Roddenberry intended on Star Trek to be a highly progressive show that would allow him to make statements about the current political and cultural environment of the world. And sure enough he did in many ways, most obviously his racially diverse cast in a 1966 television world. But the original pilot wasn’t so diverse and there’s been a lot of discussion through the years about how and why that changed.

Airlock Alpha writes, “One of those myths is what motivated Star Trek to become ethnically diverse with talent like Nichelle Nichols and George Takei helping to dump the racial typecasting evident in 1960s television and movies. If you ask fans, many will tell you that it was Roddenberry himself who championed the Infinite Diversity in Infinite Combinations mentality that so defines the generation now.”

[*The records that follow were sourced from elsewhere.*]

//! Typed model and parser for `/proc/<pid>/stat`.
//!
//! The record is positional: `pid (comm) state ppid ...`. The `comm` field is
//! the only free-text field and may itself contain spaces and parentheses, so
//! it is delimited by the first `(` and the *last* `)` in the record. Everything
//! after the name is consumed strictly left to right; see `proc(5)` for the
//! field list. Fields 38 and later were added over several kernel releases and
//! are parsed as an optional tail.

use serde::Serialize;
use std::fmt;
use std::str::{FromStr, SplitWhitespace};

use crate::error::{ProcessError, Result};

/// Parent pid reported for processes without a live parent (init, kthreadd).
pub const ROOT_PPID: u32 = 0;

/// `PF_KTHREAD` from `include/linux/sched.h`.
const PF_KTHREAD: u32 = 0x0020_0000;

/// Number of fields every supported kernel emits (through `cnswap`).
const MANDATORY_FIELDS: usize = 37;

/// Scheduler state, field 3.
#[derive(Debug, Clone, Copy, PartialEq, Eq, Hash, Serialize)]
#[serde(rename_all = "snake_case")]
pub enum ProcessState {
    Running,
    Sleeping,
    DiskWait,
    Zombie,
    Stopped,
    TracingStop,
    Paging,
    Dead,
    WakeKill,
    Parked,
    Idle,
    Unknown(char),
}

impl ProcessState {
    pub fn from_char(c: char) -> Self {
        match c {
            'R' => ProcessState::Running,
            'S' => ProcessState::Sleeping,
            'D' => ProcessState::DiskWait,
            'Z' => ProcessState::Zombie,
            'T' => ProcessState::Stopped,
            't' => ProcessState::TracingStop,
            'W' => ProcessState::Paging,
            'X' | 'x' => ProcessState::Dead,
            'K' => ProcessState::WakeKill,
            'P' => ProcessState::Parked,
            'I' => ProcessState::Idle,
            other => ProcessState::Unknown(other),
        }
    }

    pub fn as_char(&self) -> char {
        match self {
            ProcessState::Running => 'R',
            ProcessState::Sleeping => 'S',
            ProcessState::DiskWait => 'D',
            ProcessState::Zombie => 'Z',
            ProcessState::Stopped => 'T',
            ProcessState::TracingStop => 't',
            ProcessState::Paging => 'W',
            ProcessState::Dead => 'X',
            ProcessState::WakeKill => 'K',
            ProcessState::Parked => 'P',
            ProcessState::Idle => 'I',
            ProcessState::Unknown(c) => *c,
        }
    }

    /// Human-readable name, as shown by `ps`-style tools.
    pub fn label(&self) -> &'static str {
        match self {
            ProcessState::Running => "running",
            ProcessState::Sleeping => "sleeping",
            ProcessState::DiskWait => "disk-sleep",
            ProcessState::Zombie => "zombie",
            ProcessState::Stopped => "stopped",
            ProcessState::TracingStop => "tracing-stop",
            ProcessState::Paging => "paging",
            ProcessState::Dead => "dead",
            ProcessState::WakeKill => "wake-kill",
            ProcessState::Parked => "parked",
            ProcessState::Idle => "idle",
            ProcessState::Unknown(_) => "unknown",
        }
    }
}

impl fmt::Display for ProcessState {
    fn fmt(&self, f: &mut fmt::Formatter<'_>) -> fmt::Result {
        write!(f, "{}", self.as_char())
    }
}

/// Soft RSS limit, field 25. `RLIM_INFINITY` is reported as `u64::MAX`.
#[derive(Debug, Clone, Copy, PartialEq, Eq, Serialize)]
#[serde(rename_all = "snake_case")]
pub enum ResourceLimit {
    Limited(u64),
    Unlimited,
}

impl ResourceLimit {
    /// Any value that does not fit below `u64::MAX` collapses to `Unlimited`.
    fn from_raw(raw: u128) -> Self {
        if raw >= u64::MAX as u128 {
            ResourceLimit::Unlimited
        } else {
            ResourceLimit::Limited(raw as u64)
        }
    }
}

impl fmt::Display for ResourceLimit {
    fn fmt(&self, f: &mut fmt::Formatter<'_>) -> fmt::Result {
        match self {
            ResourceLimit::Limited(v) => write!(f, "{v}"),
            ResourceLimit::Unlimited => write!(f, "{}", u64::MAX),
        }
    }
}

/// Controlling terminal decoded from `tty_nr`.
#[derive(Debug, Clone, Copy, PartialEq, Eq, Serialize)]
pub struct TtyDevice {
    pub major: u32,
    pub minor: u32,
}

impl TtyDevice {
    /// Decodes the kernel's `new_encode_dev` layout. Returns `None` for 0.
    pub fn from_tty_nr(tty_nr: i32) -> Option<Self> {
        if tty_nr == 0 {
            return None;
        }
        let raw = tty_nr as u32;
        Some(TtyDevice {
            major: (raw >> 8) & 0xfff,
            minor: (raw & 0xff) | ((raw >> 12) & 0xfff00),
        })
    }

    /// Best-effort device name for the common terminal majors.
    pub fn name(&self) -> Option<String> {
        match self.major {
            4 if self.minor < 64 => Some(format!("tty{}", self.minor)),
            4 => Some(format!("ttyS{}", self.minor - 64)),
            136..=143 => Some(format!("pts/{}", (self.major - 136) * 256 + self.minor)),
            _ => None,
        }
    }
}

/// One parsed `/proc/<pid>/stat` record.
///
/// Tick-valued fields are raw clock ticks; use [`crate::process::cpu`] to
/// convert them.
#[derive(Debug, Clone, PartialEq, Eq, Serialize)]
pub struct StatSnapshot {
    pub pid: u32,
    pub name: String,
    pub state: ProcessState,
    pub ppid: u32,
    pub pgrp: u32,
    pub session: u32,
    pub tty_nr: i32,
    pub tpgid: i32,
    pub flags: u32,
    pub minflt: u64,
    pub cminflt: u64,
    pub majflt: u64,
    pub cmajflt: u64,
    pub utime: u64,
    pub stime: u64,
    pub cutime: i64,
    pub cstime: i64,
    pub priority: i64,
    pub nice: i64,
    pub num_threads: i64,
    pub itrealvalue: i64,
    pub starttime: u64,
    pub vsize: u64,
    pub rss: i64,
    pub rsslim: ResourceLimit,
    pub startcode: u64,
    pub endcode: u64,
    pub startstack: u64,
    pub kstkesp: u64,
    pub kstkeip: u64,
    pub signal: u64,
    pub blocked: u64,
    pub sigignore: u64,
    pub sigcatch: u64,
    pub wchan: u64,
    pub nswap: u64,
    pub cnswap: u64,
    // Optional tail: each field is absent on kernels older than the one
    // that introduced it, and absence of one implies absence of the rest.
    pub exit_signal: Option<i32>,
    pub processor: Option<i32>,
    pub rt_priority: Option<u32>,
    pub policy: Option<u32>,
    pub delayacct_blkio_ticks: Option<u64>,
    pub guest_time: Option<u64>,
    pub cguest_time: Option<i64>,
    pub start_data: Option<u64>,
    pub end_data: Option<u64>,
    pub start_brk: Option<u64>,
    pub arg_start: Option<u64>,
    pub arg_end: Option<u64>,
    pub env_start: Option<u64>,
    pub env_end: Option<u64>,
    pub exit_code: Option<i32>,
}

impl StatSnapshot {
    /// utime + stime, in ticks.
    pub fn total_cpu_ticks(&self) -> u64 {
        self.utime.saturating_add(self.stime)
    }

    pub fn terminal(&self) -> Option<TtyDevice> {
        TtyDevice::from_tty_nr(self.tty_nr)
    }

    pub fn is_kernel_thread(&self) -> bool {
        self.flags & PF_KTHREAD != 0
    }

    pub fn has_parent(&self) -> bool {
        self.ppid != ROOT_PPID
    }

    /// Renders the snapshot back into the kernel's positional format.
    ///
    /// The optional tail is emitted up to the first absent field.
    pub fn to_record(&self) -> String {
        let mut out = format!(
            "{} ({}) {} {} {} {} {} {} {} {} {} {} {} {} {} {} {} {} {} {} {} {} {} {} {} \
             {} {} {} {} {} {} {} {} {} {} {} {}",
            self.pid,
            self.name,
            self.state,
            self.ppid,
            self.pgrp,
            self.session,
            self.tty_nr,
            self.tpgid,
            self.flags,
            self.minflt,
            self.cminflt,
            self.majflt,
            self.cmajflt,
            self.utime,
            self.stime,
            self.cutime,
            self.cstime,
            self.priority,
            self.nice,
            self.num_threads,
            self.itrealvalue,
            self.starttime,
            self.vsize,
            self.rss,
            self.rsslim,
            self.startcode,
            self.endcode,
            self.startstack,
            self.kstkesp,
            self.kstkeip,
            self.signal,
            self.blocked,
            self.sigignore,
            self.sigcatch,
            self.wchan,
            self.nswap,
            self.cnswap,
        );

        let tail: [Option<String>; 15] = [
            self.exit_signal.map(|v| v.to_string()),
            self.processor.map(|v| v.to_string()),
            self.rt_priority.map(|v| v.to_string()),
            self.policy.map(|v| v.to_string()),
            self.delayacct_blkio_ticks.map(|v| v.to_string()),
            self.guest_time.map(|v| v.to_string()),
            self.cguest_time.map(|v| v.to_string()),
            self.start_data.map(|v| v.to_string()),
            self.end_data.map(|v| v.to_string()),
            self.start_brk.map(|v| v.to_string()),
            self.arg_start.map(|v| v.to_string()),
            self.arg_end.map(|v| v.to_string()),
            self.env_start.map(|v| v.to_string()),
            self.env_end.map(|v| v.to_string()),
            self.exit_code.map(|v| v.to_string()),
        ];
        for value in tail.into_iter().map_while(|v| v) {
            out.push(' ');
            out.push_str(&value);
        }
        out.push('\n');
        out
    }
}

/// Positional cursor over the fields following the name.
struct Fields<'a> {
    iter: SplitWhitespace<'a>,
    /// 1-based index of the next field.
    index: usize,
}

impl<'a> Fields<'a> {
    fn new(rest: &'a str) -> Self {
        Self {
            iter: rest.split_whitespace(),
            index: 3,
        }
    }

    fn raw(&mut self, name: &'static str) -> Result<&'a str> {
        let field = self.index;
        self.index += 1;
        self.iter.next().ok_or_else(|| {
            ProcessError::malformed(
                field,
                name,
                format!("record ends before field {field} (expected at least {MANDATORY_FIELDS})"),
            )
        })
    }

    fn next<T>(&mut self, name: &'static str) -> Result<T>
    where
        T: FromStr,
        T::Err: fmt::Display,
    {
        let field = self.index;
        let raw = self.raw(name)?;
        parse_decimal(raw, field, name)
    }

    fn next_optional<T>(&mut self, name: &'static str) -> Result<Option<T>>
    where
        T: FromStr,
        T::Err: fmt::Display,
    {
        let field = self.index;
        match self.iter.next() {
            Some(raw) => {
                self.index += 1;
                parse_decimal(raw, field, name).map(Some)
            }
            None => Ok(None),
        }
    }
}

/// All `/proc/<pid>/stat` numbers are printed in base 10, including addresses.
fn parse_decimal<T>(raw: &str, field: usize, name: &'static str) -> Result<T>
where
    T: FromStr,
    T::Err: fmt::Display,
{
    raw.parse::<T>()
        .map_err(|e| ProcessError::malformed(field, name, format!("{raw:?}: {e}")))
}

/// Parses one `/proc/<pid>/stat` record.
pub fn parse_stat(record: &str) -> Result<StatSnapshot> {
    let open = record
        .find('(')
        .ok_or_else(|| ProcessError::malformed(2, "comm", "missing '('"))?;
    let close = record
        .rfind(')')
        .ok_or_else(|| ProcessError::malformed(2, "comm", "missing ')'"))?;
    if close < open {
        return Err(ProcessError::malformed(2, "comm", "')' precedes '('"));
    }

    let pid: u32 = parse_decimal(record[..open].trim(), 1, "pid")?;
    let name = record[open + 1..close].to_string();

    let mut fields = Fields::new(&record[close + 1..]);

    let state_raw = fields.raw("state")?;
    let mut chars = state_raw.chars();
    let state = match (chars.next(), chars.next()) {
        (Some(c), None) => ProcessState::from_char(c),
        _ => {
            return Err(ProcessError::malformed(
                3,
                "state",
                format!("expected a single character, got {state_raw:?}"),
            ))
        }
    };

    Ok(StatSnapshot {
        pid,
        name,
        state,
        ppid: fields.next("ppid")?,
        pgrp: fields.next("pgrp")?,
        session: fields.next("session")?,
        tty_nr: fields.next("tty_nr")?,
        tpgid: fields.next("tpgid")?,
        flags: fields.next("flags")?,
        minflt: fields.next("minflt")?,
        cminflt: fields.next("cminflt")?,
        majflt: fields.next("majflt")?,
        cmajflt: fields.next("cmajflt")?,
        utime: fields.next("utime")?,
        stime: fields.next("stime")?,
        cutime: fields.next("cutime")?,
        cstime: fields.next("cstime")?,
        priority: fields.next("priority")?,
        nice: fields.next("nice")?,
        num_threads: fields.next("num_threads")?,
        itrealvalue: fields.next("itrealvalue")?,
        starttime: fields.next("starttime")?,
        vsize: fields.next("vsize")?,
        rss: fields.next("rss")?,
        rsslim: ResourceLimit::from_raw(fields.next("rsslim")?),
        startcode: fields.next("startcode")?,
        endcode: fields.next("endcode")?,
        startstack: fields.next("startstack")?,
        kstkesp: fields.next("kstkesp")?,
        kstkeip: fields.next("kstkeip")?,
        signal: fields.next("signal")?,
        blocked: fields.next("blocked")?,
        sigignore: fields.next("sigignore")?,
        sigcatch: fields.next("sigcatch")?,
        wchan: fields.next("wchan")?,
        nswap: fields.next("nswap")?,
        cnswap: fields.next("cnswap")?,
        exit_signal: fields.next_optional("exit_signal")?,
        processor: fields.next_optional("processor")?,
        rt_priority: fields.next_optional("rt_priority")?,
        policy: fields.next_optional("policy")?,
        delayacct_blkio_ticks: fields.next_optional("delayacct_blkio_ticks")?,
        guest_time: fields.next_optional("guest_time")?,
        cguest_time: fields.next_optional("cguest_time")?,
        start_data: fields.next_optional("start_data")?,
        end_data: fields.next_optional("end_data")?,
        start_brk: fields.next_optional("start_brk")?,
        arg_start: fields.next_optional("arg_start")?,
        arg_end: fields.next_optional("arg_end")?,
        env_start: fields.next_optional("env_start")?,
        env_end: fields.next_optional("env_end")?,
        exit_code: fields.next_optional("exit_code")?,
    })
}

But according to Clark, that’s not exactly what happened.

“The idea that Gene Roddenberry faced massive resistance from NBC into putting an African-American woman on the bridge of the Enterprise, or an Asian-Ameican man, when in fact, NBC was encouraging Roddenberry to hire minorities,” Clark told Alpha Waves Radio. “Especially at that time, NBC was the first network to become all-color. And in tandem to that, it was presenting itself as the ‘Network of Color,’ so to speak.”

We know there was a lot of playing around with different ideas in the early days. For one, Nichols read for the role of Spock when she auditioned, a role that was originally meant for a women. Roddenberry’s future wife, Majel Barrett, was meant to play “Number One,” second in command to the captain but that was changed after the pilot. And that’s something else Clark pointed to for his theory.

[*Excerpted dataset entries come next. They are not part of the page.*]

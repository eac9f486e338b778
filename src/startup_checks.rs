//! Runtime requirement validation for herakles-procstat.
//!
//! Verifies that the procfs root is usable before any command reads from it.

use herakles_procstat::process::source::parse_boot_time;
use herakles_procstat::{Host, ProcessError};
use nix::unistd::geteuid;
use std::fs;
use std::path::Path;
use tracing::{debug, error, info, warn};

/// Validate all runtime requirements for reading from `proc_root`.
pub fn validate_requirements(proc_root: &Path) -> Result<(), ValidationError> {
    info!("🔍 Validating runtime requirements...");

    check_user_privileges();
    check_proc_root(proc_root)?;
    check_boot_time(proc_root)?;
    check_self_record(proc_root)?;

    info!("✅ All runtime requirements validated");
    Ok(())
}

/// Warns when other users' processes may be hidden from us.
fn check_user_privileges() {
    if !geteuid().is_root() {
        warn!("⚠️  Not running as root - executable paths of other users' processes are unreadable");
        warn!("   Recommendation: Run as root or grant cap_sys_ptrace for full visibility");
    } else {
        info!("✅ Running as root (uid=0)");
    }
}

fn check_proc_root(proc_root: &Path) -> Result<(), ValidationError> {
    match fs::read_dir(proc_root) {
        Ok(_) => {
            info!("✅ {} is readable", proc_root.display());
            Ok(())
        }
        Err(e) if e.kind() == std::io::ErrorKind::PermissionDenied => {
            error!("❌ Cannot list {} - insufficient permissions", proc_root.display());
            Err(ValidationError::InsufficientPermissions(e.to_string()))
        }
        Err(e) => {
            error!("❌ Cannot list {}: {}", proc_root.display(), e);
            Err(ValidationError::ProcRootUnavailable(format!(
                "{}: {}",
                proc_root.display(),
                e
            )))
        }
    }
}

fn check_boot_time(proc_root: &Path) -> Result<(), ValidationError> {
    let stat = proc_root.join("stat");
    let content = fs::read_to_string(&stat)
        .map_err(|e| ValidationError::BootTimeUnavailable(format!("{}: {}", stat.display(), e)))?;
    match parse_boot_time(&content) {
        Some(btime) => {
            debug!("Boot time: {}", btime);
            info!("✅ Boot time available");
            Ok(())
        }
        None => {
            error!("❌ No btime line in {}", stat.display());
            Err(ValidationError::BootTimeUnavailable(format!(
                "no btime line in {}",
                stat.display()
            )))
        }
    }
}

/// Parses our own record when reading the live procfs; a fixture tree
/// does not contain us, so any one record stands in for it.
fn check_self_record(proc_root: &Path) -> Result<(), ValidationError> {
    let host = Host::with_proc_root(proc_root);
    let pid = if proc_root == Path::new("/proc") {
        std::process::id()
    } else {
        match host.enumeration().list_pids() {
            Ok(pids) => match pids.first() {
                Some(&pid) => pid,
                None => {
                    warn!("⚠️  {} contains no processes", proc_root.display());
                    return Ok(());
                }
            },
            Err(e) => return Err(ValidationError::RecordCheckFailed(e)),
        }
    };

    match host.read_snapshot(pid) {
        Ok(snapshot) => {
            info!("✅ stat record of pid {} ({}) parsed", pid, snapshot.name);
            Ok(())
        }
        Err(e) => {
            error!("❌ Failed to parse stat record of pid {}: {}", pid, e);
            Err(ValidationError::RecordCheckFailed(e))
        }
    }
}

#[derive(Debug, thiserror::Error)]
pub enum ValidationError {
    #[error("Insufficient permissions: {0}")]
    InsufficientPermissions(String),

    #[error("procfs root unavailable: {0}")]
    ProcRootUnavailable(String),

    #[error("boot time unavailable: {0}")]
    BootTimeUnavailable(String),

    #[error("stat record check failed: {0}")]
    RecordCheckFailed(#[source] ProcessError),
}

“Look at ‘The Cage,’ the original pilot for the series,” he said. “If you look at the crew on the bridge of that starship, it’s Majel Barrett and a bunch of white guys.”

Whether it was Roddenberry’s idea, NBC’s or a combination of them both, the diversity happened, and that’s what’s important in my mind. Does this idea change how you see Roddenberry or Star Trek at all?

(via Blastr)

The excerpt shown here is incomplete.